Involvement of copper amine oxidase (CuAO)-dependent hydrogen peroxide synthesis in ethylene-induced stomatal closure in Vicia faba

Abstract

Ethylene promotes stomatal closure via inducing hydrogen peroxide (H2O2) generation. H2O2 can be catalytically synthesized by several enzymes in plants. Here, by means of stomatal bioassay, the analysis of enzyme activity and using laser-scanning confocal microscopy based on the H2O2-sensitive probe 2′,7′-dichlorodihydrofluorescein diacetate (H2DCF-DA), the roles of copper amine oxidase (CuAO) in ethylene-induced H2O2 production in guard cells and stomatal closure in Vicia faba L. were investigated. 1-aminocyclopropane-1-carboxylic acid (ACC), an immediate precursor of ethylene synthesis, and ethylene gas significantly activated CuAO in intercellular washing fluid from leaves, the production of H2O2 in guard cells, and stomatal closure.

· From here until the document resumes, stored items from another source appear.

//! Versioning errors

use thiserror::Error;
use uuid::Uuid;

use crate::blobstore::BlobError;
use crate::crypto::CryptoError;
use crate::persistence::PersistenceError;

/// Result type for versioning operations.
pub type VersionResult<T> = Result<T, VersionError>;

/// Versioning errors.
#[derive(Debug, Clone, Error)]
pub enum VersionError {
    /// Missing permission, or the document is locked by a workflow.
    /// The lock case carries a reason mentioning "locked".
    #[error("Access denied: {0}")]
    AccessDenied(String),

    #[error("Document not found: {0}")]
    DocumentNotFound(Uuid),

    #[error("Version not found: {0}")]
    VersionNotFound(Uuid),

    /// Idempotence guard, not a conventional failure: the submitted
    /// content is byte-identical to the current version, so no row was
    /// written.
    #[error("No changes detected: content matches the current version")]
    NoChangesDetected,

    #[error("Content too large: {size} bytes (max: {max})")]
    ContentTooLarge { size: u64, max: u64 },

    /// Stored state disagrees with itself (checksum, size, or storage
    /// handle). Reads never return silently corrupted content.
    #[error("Integrity failure on version {version_id}: {detail}")]
    IntegrityFailure { version_id: Uuid, detail: String },

    #[error(transparent)]
    Persistence(#[from] PersistenceError),

    #[error(transparent)]
    Crypto(#[from] CryptoError),

    #[error(transparent)]
    Blob(#[from] BlobError),
}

These effects of ACC and ethylene gas were largely prevented by both aminoguanidine and 2-bromoethylamine, which are irreversible inhibitors of CuAO. Among major catalyzed and metabolized products of CuAO, only H2O2 could markedly promote stomatal closure and evidently reversed the effect of CuAO inhibitor on stomatal closure by ACC and ethylene gas. The data described above show that CuAO-mediated H2O2 production is involved in ethylene-induced stomatal closure.